Linux puede ser un gran aliado para implementar redes, ya que es un sistema operativo bastante versátil que permite rápidamente ser utilizado para construir un Router, un Firewall, un Switch o incluso un Access Point. Una de las reglas de buenas prácticas de administración de redes indica que todo el tráfico de gestión de los dispositivos debiese ir en una red exclusivamente dedicada a ese fin y se debe evitar mezclar con el tráfico de red. Este modelo, conocido como OOB (Out-Of-Band), ofrece seguridad y mejor disponibilidad de los servicios de administración de redes al separar completamente los accesos. Linux puede gestionar interfaces de red en modalidad de VRF (Virtual Forwarding and Routing) a partir del kernel 4.3 en adelante, lo que permite tener múltiples tablas de enrutamiento separadas completamente entre si.

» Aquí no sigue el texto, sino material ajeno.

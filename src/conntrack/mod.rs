//! Interface to the kernel connection-tracking table, as exposed by the
//! `conntrack` command-line tool.
//!
//! The [`ConnectionTracker`] trait is the seam the watchers depend on: a
//! one-shot baseline count plus a live open/close event subscription per
//! filter. [`ConntrackCli`] is the production implementation; tests substitute
//! scripted trackers. No ordering or completeness guarantee is made relative
//! to the kernel table itself.

use std::fmt;
use std::process::Stdio;

use tokio::io::{AsyncBufRead, AsyncBufReadExt, BufReader};
use tokio::process::Command;
use tokio::sync::mpsc;

use crate::socket::Socket;

mod error;
mod parser;

pub use error::{Error, Result};

const CONNTRACK_BIN: &str = "conntrack";
const EVENT_BUFFER: usize = 64;

/// A single live change to the tracking table.
#[derive(Debug, Clone, Copy, PartialEq, Eq)]
pub enum EventKind {
    Opened,
    Closed,
}

impl EventKind {
    /// Contribution of this event to the connection gauge.
    pub fn delta(self) -> i64 {
        match self {
            Self::Opened => 1,
            Self::Closed => -1,
        }
    }
}

/// Selects which tracking-table entries one watcher observes.
#[derive(Debug, Clone, PartialEq, Eq)]
pub enum Filter {
    /// Match a discovered socket by family, protocol, and destination port.
    Socket(Socket),
    /// Raw conntrack arguments supplied on the command line in place of
    /// automatic socket discovery.
    Raw(Vec<String>),
}

impl fmt::Display for Filter {
    fn fmt(&self, f: &mut fmt::Formatter<'_>) -> fmt::Result {
        match self {
            Self::Socket(socket) => write!(f, "{socket}"),
            Self::Raw(args) => f.write_str(&args.join(" ")),
        }
    }
}

/// Supplies the baseline connection count and the live event feed for a
/// filter.
pub trait ConnectionTracker {
    /// Counts the connections already matching the filter at the moment
    /// monitoring begins.
    fn baseline(&self, filter: &Filter) -> impl std::future::Future<Output = Result<i64>> + Send;

    /// Subscribes to subsequent open/close events for the filter.
    ///
    /// The sequence is unbounded and blocks indefinitely for lack of events;
    /// the channel closing means the subscription ended.
    fn subscribe(
        &self,
        filter: &Filter,
    ) -> impl std::future::Future<Output = Result<mpsc::Receiver<EventKind>>> + Send;
}

/// Production tracker backed by the `conntrack` binary.
///
/// Requires the privileges conntrack itself needs (typically root or
/// CAP_NET_ADMIN).
#[derive(Debug, Clone, Copy, Default)]
pub struct ConntrackCli;

fn command_args(mode_args: &[&str], filter: &Filter) -> Vec<String> {
    let mut args: Vec<String> = mode_args.iter().map(|s| (*s).to_owned()).collect();
    match filter {
        Filter::Socket(socket) => {
            args.push("--family".to_owned());
            args.push(socket.family.as_str().to_owned());
            args.push("--proto".to_owned());
            args.push(socket.proto.as_str().to_owned());
            args.push("--dport".to_owned());
            args.push(socket.port.to_string());
        }
        Filter::Raw(raw) => args.extend(raw.iter().cloned()),
    }
    args
}

impl ConnectionTracker for ConntrackCli {
    async fn baseline(&self, filter: &Filter) -> Result<i64> {
        let args = command_args(&["--dump"], filter);
        log::info!("{} {}", CONNTRACK_BIN, args.join(" "));
        let output = Command::new(CONNTRACK_BIN)
            .args(&args)
            .stderr(Stdio::null())
            .output()
            .await
            .map_err(Error::Spawn)?;
        if !output.status.success() {
            return Err(Error::DumpStatus(output.status));
        }
        let listing = String::from_utf8(output.stdout).map_err(Error::DumpEncoding)?;
        Ok(parser::count_entries(&listing))
    }

    async fn subscribe(&self, filter: &Filter) -> Result<mpsc::Receiver<EventKind>> {
        let args = command_args(&["--event", "--event-mask", "NEW,DESTROY"], filter);
        log::info!("{} {}", CONNTRACK_BIN, args.join(" "));
        let mut child = Command::new(CONNTRACK_BIN)
            .args(&args)
            .stdout(Stdio::piped())
            .stderr(Stdio::null())
            .kill_on_drop(true)
            .spawn()
            .map_err(Error::Spawn)?;
        let stdout = child.stdout.take().expect("stdout is piped");

        let (tx, rx) = mpsc::channel(EVENT_BUFFER);
        let tag = filter.to_string();
        tokio::spawn(async move {
            if pump_events(BufReader::new(stdout), &tx, &tag).await == PumpEnd::ReceiverClosed {
                // Subscriber went away; conntrack never exits on its own, so
                // stop it before reaping.
                let _ = child.start_kill();
            }
            match child.wait().await {
                Ok(status) => log::warn!("[{tag}] conntrack event feed ended with {status}"),
                Err(err) => log::error!("[{tag}] failed to reap conntrack: {err}"),
            }
        });

        Ok(rx)
    }
}

/// Why an event pump stopped forwarding.
#[derive(Debug, Clone, Copy, PartialEq, Eq)]
enum PumpEnd {
    /// The source closed its output.
    SourceClosed,
    /// The subscriber dropped its receiver.
    ReceiverClosed,
    ReadFailed,
}

/// Forwards parsed events from `reader` into `tx` until either side goes
/// away.
async fn pump_events<R>(reader: R, tx: &mpsc::Sender<EventKind>, tag: &str) -> PumpEnd
where
    R: AsyncBufRead + Unpin,
{
    let mut lines = reader.lines();
    loop {
        match lines.next_line().await {
            Ok(Some(line)) => {
                if let Some(kind) = parser::parse_event_line(&line) {
                    if tx.send(kind).await.is_err() {
                        return PumpEnd::ReceiverClosed;
                    }
                }
            }
            Ok(None) => return PumpEnd::SourceClosed,
            Err(err) => {
                log::error!("[{tag}] event stream read failed: {err}");
                return PumpEnd::ReadFailed;
            }
        }
    }
}

#[cfg(test)]
mod tests {
    use super::*;
    use crate::socket::{Family, Proto};

    #[test]
    fn test_socket_filter_args() {
        let filter = Filter::Socket(Socket::new(Family::Ipv4, Proto::Tcp, 80));
        assert_eq!(
            command_args(&["--dump"], &filter),
            vec!["--dump", "--family", "ipv4", "--proto", "tcp", "--dport", "80"]
        );
    }

    #[test]
    fn test_raw_filter_args_pass_through() {
        let filter = Filter::Raw(vec![
            "--proto".to_owned(),
            "tcp".to_owned(),
            "--dport".to_owned(),
            "443".to_owned(),
        ]);
        assert_eq!(
            command_args(&["--event", "--event-mask", "NEW,DESTROY"], &filter),
            vec!["--event", "--event-mask", "NEW,DESTROY", "--proto", "tcp", "--dport", "443"]
        );
    }

    #[test]
    fn test_filter_display() {
        let socket = Filter::Socket(Socket::new(Family::Ipv6, Proto::Udp, 53));
        assert_eq!(socket.to_string(), "udp/ipv6:53");
        let raw = Filter::Raw(vec!["--proto".to_owned(), "udp".to_owned()]);
        assert_eq!(raw.to_string(), "--proto udp");
    }

    #[test]
    fn test_event_deltas() {
        assert_eq!(EventKind::Opened.delta(), 1);
        assert_eq!(EventKind::Closed.delta(), -1);
    }

    #[tokio::test]
    async fn test_pump_forwards_until_source_closes() {
        let input = "\
    [NEW] tcp      6 120 SYN_SENT src=10.0.0.5 dst=10.0.0.9 sport=53370 dport=80
 [UPDATE] tcp      6 432000 ESTABLISHED src=10.0.0.5 dst=10.0.0.9 sport=53370 dport=80
[DESTROY] tcp      6 src=10.0.0.5 dst=10.0.0.9 sport=53370 dport=80
";
        let (tx, mut rx) = mpsc::channel(16);

        let end = pump_events(input.as_bytes(), &tx, "test").await;
        assert_eq!(end, PumpEnd::SourceClosed);

        drop(tx);
        assert_eq!(rx.recv().await, Some(EventKind::Opened));
        assert_eq!(rx.recv().await, Some(EventKind::Closed));
        assert_eq!(rx.recv().await, None);
    }

    #[tokio::test]
    async fn test_pump_reports_a_dropped_receiver() {
        // With nobody listening, the pump must stop instead of draining the
        // source forever; subscribe kills the conntrack child on this path.
        let input = "[NEW] tcp      6 120 SYN_SENT src=10.0.0.5 dst=10.0.0.9 sport=53370 dport=80\n";
        let (tx, rx) = mpsc::channel(1);
        drop(rx);

        let end = pump_events(input.as_bytes(), &tx, "test").await;
        assert_eq!(end, PumpEnd::ReceiverClosed);
    }
}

El siguiente es un ejemplo de configuración de VRF en un script en Debian que se aplicará cada vez que el sistema se reinicie, de tal manera que los cambios sean persistentes. Para ello designaremos la interfaz ens256 en su propia VRF y el resto del tráfico se gestionará por la tabla de enrutamiento normal.
- Modificar rc.local
Debemos decirle al archivo rc.local que cargue un script al arranque. Para ello debemos editar el archivo y agregar la instrucción de arranque justo antes de la línea que dice "exit 0".
vim /etc/rc.local
Agregar la instrucción "sh /etc/vrf.sh"
#!/bin/sh -e
#
# rc.local
#
# This script is executed at the end of each multiuser runlevel.
# Make sure that the script will "exit 0" on success or any other
# value on error.
#
# In order to enable or disable this script just change the execution
# bits.
#
# By default this script does nothing.
#
# Cargar el script de VRF al inicio
sh /etc/vrf.sh
exit 0
2. Crear el archivo /etc/vrf.sh
Este script contiene las instrucciones de la VRF. Se debe modificar de acuerdo a la configuración IP de cada red. Para este caso asignaremos la IP 10.128.10.200/24 a una VRF que llamaremos MGMT.
vim /etc/vrf.sh
ip link add dev MGMT type vrf table 10
ip link set dev ens256 master MGMT
ip link set dev MGMT up
ip address add 10.128.10.200/24 dev ens256
ip route add default via 10.128.10.250 table 10
sysctl -w net.ipv4.tcp_l3mdev_accept=1
Luego aplicamos los permisos de ejecución correspondientes y reiniciamos la máquina.
chmod +x /etc/vrf.sh
reboot
Con esto ya tendremos configurada una interfaz completamente dedicada en su propia VRF. Algo importante de mencionar es que al final del script agregué el comando sysctl -w net.ipv4.tcp_l3mdev_accept=1. Esta instrucción habilita la recepción de tráfico TCP en la interfaz de gestión. Sin este comando, aunque se levante un servidor SSH hacia el servidor, la conexión no será exitosa.
Hay que destacar también que se pueden crear múltiples VRFs pero cada una debe tener un nombre y un ID (table 10) diferente.